Cyberduck alternative for macOS, iPad & iPhone
EmpiricCommander vs Cyberduck
Cyberduck is free, open-source, and connects to an impressive range of cloud backends. If price and protocol breadth are what matter most, it is genuinely hard to argue with. EmpiricCommander is a paid, native dual-pane file manager that trades some of that breadth for a faster native UI, real local file management, a terminal, Git, and iPad/iPhone apps. Here is the honest comparison.
$29.99 one-time · no subscription · macOS, iPad & iPhone
Cyberduck runs on a Java runtime
Cyberduck is a single-pane browser
Cyberduck has no iOS app
Feature-by-Feature Comparison
An honest side-by-side - including where Cyberduck comes out ahead.
Free and broad vs native and integrated
Cyberduck's two biggest strengths are real: it costs nothing, and it speaks an enormous number of protocols - FTP, SFTP, WebDAV, S3, Google Cloud Storage, Azure, Backblaze B2, Dropbox, Google Drive, OneDrive, and more. For occasional transfers to a wide variety of backends, it is a fine, free choice.
EmpiricCommander is not free, and it does not chase every named provider. What it offers instead is a native SwiftUI app - no Java runtime - with true dual-pane local file management, where remote connections sit alongside your local folders rather than being the whole point.
- Native macOS rendering: instant UI, proper dark mode, Retina-sharp
- Dual-pane layout with tabs, drag-and-drop, and workspaces
- SFTP (key auth), FTP/FTPS, WebDAV, S3-compatible, Azure, Google Drive
- Credentials in the macOS Keychain, not config files
Honest note: if free and maximum protocol coverage are your top priorities, Cyberduck is the pragmatic pick - and it runs on Windows, which EmpiricCommander does not.
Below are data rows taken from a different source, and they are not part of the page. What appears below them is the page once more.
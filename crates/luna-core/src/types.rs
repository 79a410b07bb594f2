//! Closed enumerations shared by every layer of the engine.

use serde::{Deserialize, Serialize};

/// The four layers every entity type is composed into.
#[derive(Debug, Clone, Copy, PartialEq, Eq, Hash, PartialOrd, Ord, Serialize, Deserialize)]
#[serde(rename_all = "snake_case")]
pub enum Layer {
    Entity,
    Registry,
    Service,
    Command,
}

impl Layer {
    /// All layers in composition order.
    pub const ALL: [Layer; 4] = [Layer::Entity, Layer::Registry, Layer::Service, Layer::Command];

    pub fn as_str(&self) -> &'static str {
        match self {
            Layer::Entity => "entity",
            Layer::Registry => "registry",
            Layer::Service => "service",
            Layer::Command => "command",
        }
    }

    /// Suffix used for composed type names (`ProjectService`, ...).
    ///
    /// The entity layer has no suffix: the composed entity type of `project`
    /// is simply `Project`.
    pub fn type_suffix(&self) -> &'static str {
        match self {
            Layer::Entity => "",
            Layer::Registry => "Registry",
            Layer::Service => "Service",
            Layer::Command => "Command",
        }
    }
}

impl std::fmt::Display for Layer {
    fn fmt(&self, f: &mut std::fmt::Formatter<'_>) -> std::fmt::Result {
        write!(f, "{}", self.as_str())
    }
}

/// Known entity kinds.
#[derive(Debug, Clone, Copy, PartialEq, Eq, Hash, PartialOrd, Ord, Serialize, Deserialize)]
#[serde(rename_all = "snake_case")]
pub enum EntityType {
    Project,
    Integration,
    ProjectIntegration,
    Database,
}

impl EntityType {
    pub const ALL: [EntityType; 4] = [
        EntityType::Database,
        EntityType::Project,
        EntityType::Integration,
        EntityType::ProjectIntegration,
    ];

    pub fn as_str(&self) -> &'static str {
        match self {
            EntityType::Project => "project",
            EntityType::Integration => "integration",
            EntityType::ProjectIntegration => "project_integration",
            EntityType::Database => "database",
        }
    }

    /// Title-cased prefix for composed type names.
    pub fn type_prefix(&self) -> &'static str {
        match self {
            EntityType::Project => "Project",
            EntityType::Integration => "Integration",
            EntityType::ProjectIntegration => "ProjectIntegration",
            EntityType::Database => "Database",
        }
    }

    /// Persistence table holding rows of this type, if it is persisted at all.
    pub fn table_name(&self) -> Option<&'static str> {
        match self {
            EntityType::Database => None,
            other => Some(other.as_str()),
        }
    }

    pub fn from_str(s: &str) -> Option<Self> {
        match s.to_lowercase().replace('-', "_").as_str() {
            "project" => Some(EntityType::Project),
            "integration" => Some(EntityType::Integration),
            "project_integration" => Some(EntityType::ProjectIntegration),
            "database" => Some(EntityType::Database),
            _ => None,
        }
    }
}

impl std::fmt::Display for EntityType {
    fn fmt(&self, f: &mut std::fmt::Formatter<'_>) -> std::fmt::Result {
        write!(f, "{}", self.as_str())
    }
}

#[cfg(test)]
mod tests {
    use super::*;

    #[test]
    fn test_entity_type_roundtrip() {
        for entity_type in EntityType::ALL {
            let parsed = EntityType::from_str(entity_type.as_str()).expect("Should parse");
            assert_eq!(entity_type, parsed);
        }
        assert_eq!(
            EntityType::from_str("project-integration"),
            Some(EntityType::ProjectIntegration)
        );
        assert_eq!(EntityType::from_str("widget"), None);
    }

    #[test]
    fn test_database_is_not_persisted() {
        assert_eq!(EntityType::Database.table_name(), None);
        assert_eq!(EntityType::Project.table_name(), Some("project"));
    }
}
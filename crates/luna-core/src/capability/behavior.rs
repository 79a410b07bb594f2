//! Layer-specific behavior units and the operation interfaces they satisfy.

use crate::types::Layer;
use serde::Serialize;

/// Operation interfaces. Within one entity type, at most one capability may
/// contribute behaviors satisfying any given interface.
#[derive(Debug, Clone, Copy, PartialEq, Eq, Hash, PartialOrd, Ord, Serialize)]
#[serde(rename_all = "snake_case")]
pub enum Interface {
    Listable,
    Creatable,
    Deletable,
    Renamable,
    Editable,
    UserNameable,
    ImplementationDiscovery,
    LinkQuery,
}

impl Interface {
    pub fn as_str(&self) -> &'static str {
        match self {
            Interface::Listable => "ListableInterface",
            Interface::Creatable => "CreatableInterface",
            Interface::Deletable => "DeletableInterface",
            Interface::Renamable => "RenamableInterface",
            Interface::Editable => "EditableInterface",
            Interface::UserNameable => "UserNameableInterface",
            Interface::ImplementationDiscovery => "ImplementationDiscoveryInterface",
            Interface::LinkQuery => "LinkQueryInterface",
        }
    }
}

impl std::fmt::Display for Interface {
    fn fmt(&self, f: &mut std::fmt::Formatter<'_>) -> std::fmt::Result {
        write!(f, "{}", self.as_str())
    }
}

/// How an entity's name is provided.
#[derive(Debug, Clone, Copy, PartialEq, Eq, Serialize)]
#[serde(rename_all = "snake_case")]
pub enum NameMode {
    /// Supplied (and later changed) by the user.
    UserSettable,
    /// Generated at construction, never changed.
    ReadOnly,
}

/// A behavior unit contributed to one layer by a capability.
#[derive(Debug, Clone, Copy, PartialEq, Eq, Hash, PartialOrd, Ord, Serialize)]
pub enum Behavior {
    // Entity layer
    UserNameableProperty,
    ReadOnlyNameProperty,
    DatabaseProperty,
    ConfigProperty,
    ImplementationProperty,

    // Registry layer
    NameIndexedRegistry,
    DatabaseRegistry,
    DiscoverableImplementationRegistry,
    LoadableImplementationRegistry,
    LinkIndexedRegistry,

    // Service layer
    ListableService,
    CreatableService,
    CreatableImplementationService,
    LoadableImplementationService,
    DeletableService,
    RenamableService,
    EditableService,
    DiscoverableImplementationService,
    LinkQueryService,

    // Command layer
    ListableCommand,
    CreatableCommand,
    UserNameableCommand,
    CreatableImplementationCommand,
    DeletableCommand,
    RenamableCommand,
    EditableCommand,
    DiscoverableImplementationCommand,
}

impl Behavior {
    /// The layer this behavior attaches to.
    pub fn layer(&self) -> Layer {
        use Behavior::*;
        match self {
            UserNameableProperty
            | ReadOnlyNameProperty
            | DatabaseProperty
            | ConfigProperty
            | ImplementationProperty => Layer::Entity,

            NameIndexedRegistry
            | DatabaseRegistry
            | DiscoverableImplementationRegistry
            | LoadableImplementationRegistry
            | LinkIndexedRegistry => Layer::Registry,

            ListableService
            | CreatableService
            | CreatableImplementationService
            | LoadableImplementationService
            | DeletableService
            | RenamableService
            | EditableService
            | DiscoverableImplementationService
            | LinkQueryService => Layer::Service,

            ListableCommand
            | CreatableCommand
            | UserNameableCommand
            | CreatableImplementationCommand
            | DeletableCommand
            | RenamableCommand
            | EditableCommand
            | DiscoverableImplementationCommand => Layer::Command,
        }
    }

    /// Interfaces this behavior satisfies. Entity and registry behaviors
    /// satisfy none; they only add state and indices.
    pub fn interfaces(&self) -> &'static [Interface] {
        use Behavior::*;
        match self {
            ListableService | ListableCommand => &[Interface::Listable],
            CreatableService
            | CreatableImplementationService
            | LoadableImplementationService
            | CreatableCommand => &[Interface::Creatable],
            UserNameableCommand | CreatableImplementationCommand => {
                &[Interface::Creatable, Interface::UserNameable]
            }
            DeletableService | DeletableCommand => &[Interface::Deletable],
            RenamableService | RenamableCommand => &[Interface::Renamable],
            EditableService | EditableCommand => &[Interface::Editable],
            DiscoverableImplementationService | DiscoverableImplementationCommand => {
                &[Interface::ImplementationDiscovery]
            }
            LinkQueryService => &[Interface::LinkQuery],
            _ => &[],
        }
    }

    /// Name semantics provided by this behavior, if it is a name provider.
    pub fn name_mode(&self) -> Option<NameMode> {
        match self {
            Behavior::UserNameableProperty => Some(NameMode::UserSettable),
            Behavior::ReadOnlyNameProperty => Some(NameMode::ReadOnly),
            _ => None,
        }
    }

    pub fn as_str(&self) -> &'static str {
        use Behavior::*;
        match self {
            UserNameableProperty => "UserNameableProperty",
            ReadOnlyNameProperty => "ReadOnlyNameProperty",
            DatabaseProperty => "DatabaseProperty",
            ConfigProperty => "ConfigProperty",
            ImplementationProperty => "ImplementationProperty",
            NameIndexedRegistry => "NameIndexedRegistry",
            DatabaseRegistry => "DatabaseRegistry",
            DiscoverableImplementationRegistry => "DiscoverableImplementationRegistry",
            LoadableImplementationRegistry => "LoadableImplementationRegistry",
            LinkIndexedRegistry => "LinkIndexedRegistry",
            ListableService => "ListableService",
            CreatableService => "CreatableService",
            CreatableImplementationService => "CreatableImplementationService",
            LoadableImplementationService => "LoadableImplementationService",
            DeletableService => "DeletableService",
            RenamableService => "RenamableService",
            EditableService => "EditableService",
            DiscoverableImplementationService => "DiscoverableImplementationService",
            LinkQueryService => "LinkQueryService",
            ListableCommand => "ListableCommand",
            CreatableCommand => "CreatableCommand",
            UserNameableCommand => "UserNameableCommand",
            CreatableImplementationCommand => "CreatableImplementationCommand",
            DeletableCommand => "DeletableCommand",
            RenamableCommand => "RenamableCommand",
            EditableCommand => "EditableCommand",
            DiscoverableImplementationCommand => "DiscoverableImplementationCommand",
        }
    }
}

impl std::fmt::Display for Behavior {
    fn fmt(&self, f: &mut std::fmt::Formatter<'_>) -> std::fmt::Result {
        write!(f, "{}", self.as_str())
    }
}

#[cfg(test)]
mod tests {
    use super::*;

    #[test]
    fn test_only_service_and_command_behaviors_satisfy_interfaces() {
        assert!(Behavior::UserNameableProperty.interfaces().is_empty());
        assert!(Behavior::NameIndexedRegistry.interfaces().is_empty());
        assert_eq!(Behavior::RenamableService.interfaces(), &[Interface::Renamable]);
        assert_eq!(
            Behavior::UserNameableCommand.interfaces(),
            &[Interface::Creatable, Interface::UserNameable]
        );
    }

    #[test]
    fn test_name_providers() {
        assert_eq!(
            Behavior::UserNameableProperty.name_mode(),
            Some(NameMode::UserSettable)
        );
        assert_eq!(Behavior::ReadOnlyNameProperty.name_mode(), Some(NameMode::ReadOnly));
        assert_eq!(Behavior::ConfigProperty.name_mode(), None);
    }
}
Built for power users and developers
Cyberduck is a connection browser; it does not aim to be a developer workbench. EmpiricCommander does. A full terminal emulator follows the active pane, a Git panel offers stage, commit, branch switching, and a branch/merge topology graph (macOS), and you can browse Docker, Colima, and Lima container filesystems read-only.
There is also a Locked Shelf - an AES-GCM encrypted vault for credentials and recovery codes - and a Universal Shelf that syncs staged files across your Mac, iPad, and iPhone via iCloud.
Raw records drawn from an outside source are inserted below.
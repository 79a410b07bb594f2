//! Directory of every registry in the process.

use super::entity_registry::{LoadResult, Registry};
use crate::capability::{Behavior, Composition};
use crate::entity::{Entity, EntityRef};
use crate::error::{LunaError, Result};
use crate::persistence::{Persistence, TABLES};
use crate::plugins::Implementation;
use crate::service::Service;
use crate::types::EntityType;
use std::collections::HashMap;
use std::sync::Arc;
use tracing::info;
use uuid::Uuid;

/// Owns all registries, indexed by id and by entity type, and holds the
/// single active persistence handle.
///
/// Registries never reach for the active database themselves; the manager
/// hands them the handle when they are created or when it changes.
#[derive(Default)]
pub struct RegistryManager {
    registries: HashMap<Uuid, Registry>,
    by_type: HashMap<EntityType, Uuid>,
    active_database: Option<EntityRef>,
    store: Option<Arc<dyn Persistence>>,
}

impl std::fmt::Debug for RegistryManager {
    fn fmt(&self, f: &mut std::fmt::Formatter<'_>) -> std::fmt::Result {
        f.debug_struct("RegistryManager")
            .field("registries", &self.registries)
            .field("by_type", &self.by_type)
            .field("active_database", &self.active_database)
            .field("store", &self.store.as_ref().map(|s| s.name().to_string()))
            .finish()
    }
}

impl RegistryManager {
    pub fn new() -> Self {
        Self::default()
    }

    /// Create, load and register the registry for `composition`'s type.
    ///
    /// The registry receives the active store (if any), creates its
    /// implementation entities and autoloads persisted rows.
    pub fn register_registry(
        &mut self,
        composition: Arc<Composition>,
        implementations: Vec<Implementation>,
    ) -> Result<(Uuid, LoadResult)> {
        let entity_type = composition.entity_type;
        if self.by_type.contains_key(&entity_type) {
            return Err(LunaError::invariant(format!(
                "A registry for {} is already registered",
                entity_type
            )));
        }

        let id = Uuid::new_v4();
        let mut registry = Registry::new(id, composition, None, implementations);
        if let Some(store) = &self.store {
            registry.bind_store(Arc::clone(store));
        }
        registry.load_implementations()?;
        let loaded = registry.autoload()?;

        info!("Registered {} registry {}", entity_type, id);
        self.registries.insert(id, registry);
        self.by_type.insert(entity_type, id);
        Ok((id, loaded))
    }

    pub fn registry(&self, id: Uuid) -> Option<&Registry> {
        self.registries.get(&id)
    }

    pub fn registry_mut(&mut self, id: Uuid) -> Option<&mut Registry> {
        self.registries.get_mut(&id)
    }

    pub fn get_by_entity_type(&self, entity_type: EntityType) -> Option<&Registry> {
        self.by_type
            .get(&entity_type)
            .and_then(|id| self.registries.get(id))
    }

    pub fn get_by_entity_type_mut(&mut self, entity_type: EntityType) -> Option<&mut Registry> {
        let id = *self.by_type.get(&entity_type)?;
        self.registries.get_mut(&id)
    }

    /// Registry for `entity_type`, or `InvariantViolation` if it was never
    /// created.
    pub fn require(&self, entity_type: EntityType) -> Result<&Registry> {
        self.get_by_entity_type(entity_type)
            .ok_or_else(|| missing_registry(entity_type))
    }

    pub fn require_mut(&mut self, entity_type: EntityType) -> Result<&mut Registry> {
        self.get_by_entity_type_mut(entity_type)
            .ok_or_else(|| missing_registry(entity_type))
    }

    pub fn registries(&self) -> impl Iterator<Item = &Registry> + '_ {
        self.registries.values()
    }

    /// Look up the entity a reference points at. Any miss is `None`.
    pub fn resolve(&self, entity_ref: &EntityRef) -> Option<&Entity> {
        self.registries
            .get(&entity_ref.registry_id)?
            .get_by_id(entity_ref.entity_id)
    }

    /// References to every entity matching `filter`, optionally restricted
    /// to one registry.
    pub fn find_entities<F>(&self, filter: F, registry_id: Option<Uuid>) -> Vec<EntityRef>
    where
        F: Fn(&Entity) -> bool,
    {
        self.registries
            .values()
            .filter(|registry| registry_id.map_or(true, |id| registry.id() == id))
            .flat_map(|registry| registry.get_all())
            .filter(|entity| filter(entity))
            .map(Entity::entity_ref)
            .collect()
    }

    /// Make the database entity named `name` the active one, backed by
    /// `store`.
    ///
    /// Ensures the entity tables exist and rebinds every registry composed
    /// with database support.
    pub fn activate_database(
        &mut self,
        name: &str,
        store: Arc<dyn Persistence>,
    ) -> Result<EntityRef> {
        let database = self.require(EntityType::Database)?.require_by_name(name)?;
        let entity_ref = database.entity_ref();

        store.ensure_tables(&TABLES)?;
        for registry in self.registries.values_mut() {
            if registry.composition().has(Behavior::DatabaseRegistry) {
                registry.bind_store(Arc::clone(&store));
            }
        }

        info!("Activated {} database '{}'", store.name(), name);
        self.active_database = Some(entity_ref);
        self.store = Some(store);
        Ok(entity_ref)
    }

    pub fn active_database(&self) -> Option<&Entity> {
        self.resolve(self.active_database.as_ref()?)
    }

    /// The active persistence handle.
    pub fn store(&self) -> Option<Arc<dyn Persistence>> {
        self.store.clone()
    }

    /// Run `work` inside one transaction on the active store.
    ///
    /// Store calls made by `work` join the transaction, and every row they
    /// wrote is rolled back if `work` fails. In-memory registry state is the
    /// caller's to restore. Without an active store `work` runs directly.
    pub fn transaction<T>(&mut self, work: impl FnOnce(&mut Self) -> Result<T>) -> Result<T> {
        let Some(store) = self.store.clone() else {
            return work(self);
        };

        let mut work = Some(work);
        let mut output = None;
        store.transaction(&mut || {
            let work = work
                .take()
                .ok_or_else(|| LunaError::invariant("Transaction body ran twice"))?;
            output = Some(work(&mut *self)?);
            Ok(())
        })?;
        output.ok_or_else(|| LunaError::invariant("Transaction finished without a result"))
    }

    /// Service-layer operations for `entity_type`.
    pub fn service(&mut self, entity_type: EntityType) -> Result<Service<'_>> {
        let composition = Arc::clone(self.require(entity_type)?.composition());
        Ok(Service::new(self, composition))
    }
}

fn missing_registry(entity_type: EntityType) -> LunaError {
    LunaError::invariant(format!("No registry for {}", entity_type))
}

#[cfg(test)]
mod tests {
    use super::*;
    use crate::capability::Compositions;
    use crate::entity::EntityArgs;
    use crate::persistence::MemoryStore;
    use crate::plugins::builtin_implementations;

    fn create_test_manager() -> RegistryManager {
        let compositions = Compositions::build().unwrap();
        let mut manager = RegistryManager::new();
        manager
            .register_registry(
                compositions.get(EntityType::Database).unwrap(),
                builtin_implementations(EntityType::Database),
            )
            .unwrap();
        manager
            .activate_database("memory", Arc::new(MemoryStore::new()))
            .unwrap();
        manager
            .register_registry(compositions.get(EntityType::Project).unwrap(), Vec::new())
            .unwrap();
        manager
    }

    #[test]
    fn test_registry_per_type_is_unique() {
        let mut manager = create_test_manager();
        let project = Compositions::build()
            .unwrap()
            .get(EntityType::Project)
            .unwrap();
        let result = manager.register_registry(project, Vec::new());
        assert!(matches!(result, Err(LunaError::InvariantViolation { .. })));
        assert!(manager.require(EntityType::Integration).is_err());
    }

    #[test]
    fn test_activation_binds_database_registries() {
        let manager = create_test_manager();
        assert_eq!(manager.active_database().unwrap().name(), "memory");
        assert!(manager.require(EntityType::Project).unwrap().store().is_some());
        assert!(manager.require(EntityType::Database).unwrap().store().is_none());
    }

    #[test]
    fn test_activating_unknown_database_fails() {
        let mut manager = create_test_manager();
        let result = manager.activate_database("oracle", Arc::new(MemoryStore::new()));
        assert!(matches!(result, Err(LunaError::NotFound { .. })));
        assert_eq!(manager.active_database().unwrap().name(), "memory");
    }

    #[test]
    fn test_find_entities_across_registries() {
        let mut manager = create_test_manager();
        let project = manager
            .require_mut(EntityType::Project)
            .unwrap()
            .create(EntityArgs::named("sqlite-notes"))
            .unwrap()
            .entity_ref();

        let matches = manager.find_entities(|e| e.name().starts_with("sqlite"), None);
        assert_eq!(matches.len(), 2);
        assert!(matches.contains(&project));

        let only_projects = manager.find_entities(|_| true, Some(project.registry_id));
        assert_eq!(only_projects, vec![project]);
        assert_eq!(manager.resolve(&project).unwrap().name(), "sqlite-notes");
    }

    #[test]
    fn test_transaction_rolls_back_rows_written_inside() {
        let mut manager = create_test_manager();
        let store = manager.store().unwrap();

        let result: Result<()> = manager.transaction(|manager| {
            let projects = manager.require_mut(EntityType::Project)?;
            let id = projects.create(EntityArgs::named("doomed"))?.id();
            projects.persist(id)?;
            assert_eq!(store.select_all("project")?.len(), 1);
            Err(LunaError::Other("abort".into()))
        });

        assert!(matches!(result, Err(LunaError::Other(_))));
        assert!(store.select_all("project").unwrap().is_empty());

        let kept = manager
            .transaction(|manager| {
                let projects = manager.require_mut(EntityType::Project)?;
                let id = projects.create(EntityArgs::named("kept"))?.id();
                projects.persist(id)?;
                Ok(id)
            })
            .unwrap();
        assert_eq!(store.select_all("project").unwrap().len(), 1);
        assert!(manager.require(EntityType::Project).unwrap().get_by_id(kept).is_some());
    }
}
- Embedded, pane-synced terminal with multiple sessions
- Git workflow with branch graph (macOS)
- Read-only container filesystem browsing
- Encrypted Locked Shelf and cross-device Universal Shelf
Encryption and platforms
Cyberduck integrates with Cryptomator for client-side encrypted vaults and is cross-platform across macOS and Windows. EmpiricCommander instead offers its own AES-GCM Locked Shelf and spans the Apple ecosystem - macOS, iPadOS, and iOS - under a single license.
Competitor details reflect early 2026 - check cyberduck.io for current protocol support.
Which One Is Right for You?
No tool wins on every axis. Here is where each genuinely fits.
Choose EmpiricCommander if
- You want a native, fast SwiftUI app rather than a Java-based one
- You want true dual-pane local file management, not just a connection browser
- You want a terminal, Git, and container browsing in the app
- You want the same workflow on iPad and iPhone
- You are happy to pay $29.99 once for a more integrated tool
Choose Cyberduck if
- You want a free, open-source tool
- You need the widest possible list of cloud providers
- You also need a Windows client
- You rely on Cyberduck's Cryptomator vault integration
Frequently Asked Questions
Is EmpiricCommander a Cyberduck alternative?
Yes, if you want a native dual-pane file manager with local file management, a terminal, Git, and iPad/iPhone apps. Cyberduck remains the better choice if you need a free, open-source tool, the broadest list of cloud providers, or a Windows client.
Why pay for EmpiricCommander when Cyberduck is free?
You are paying for a native SwiftUI experience, real dual-pane local file management, an integrated terminal, Git, container browsing, an encrypted vault, and native iPad/iPhone apps. If you only need occasional free transfers across many providers, Cyberduck is the rational choice.
Does EmpiricCommander support S3 and SFTP?
Yes - SFTP (with key authentication), FTP/FTPS, WebDAV, Amazon S3 and S3-compatible storage (R2, B2, Wasabi, MinIO), Azure Blob, and Google Drive. Cyberduck supports an even wider set, including Google Cloud Storage, OneDrive, and Dropbox.
Does EmpiricCommander run on Windows?
No. EmpiricCommander is an Apple-only app (macOS 15+, iPadOS 17+, iOS 17+). Cyberduck runs on both macOS and Windows.
Is there a free trial?
Yes. EmpiricCommander unlocks all features for 7 days with no credit card. After that it is a one-time $29.99 purchase per major version.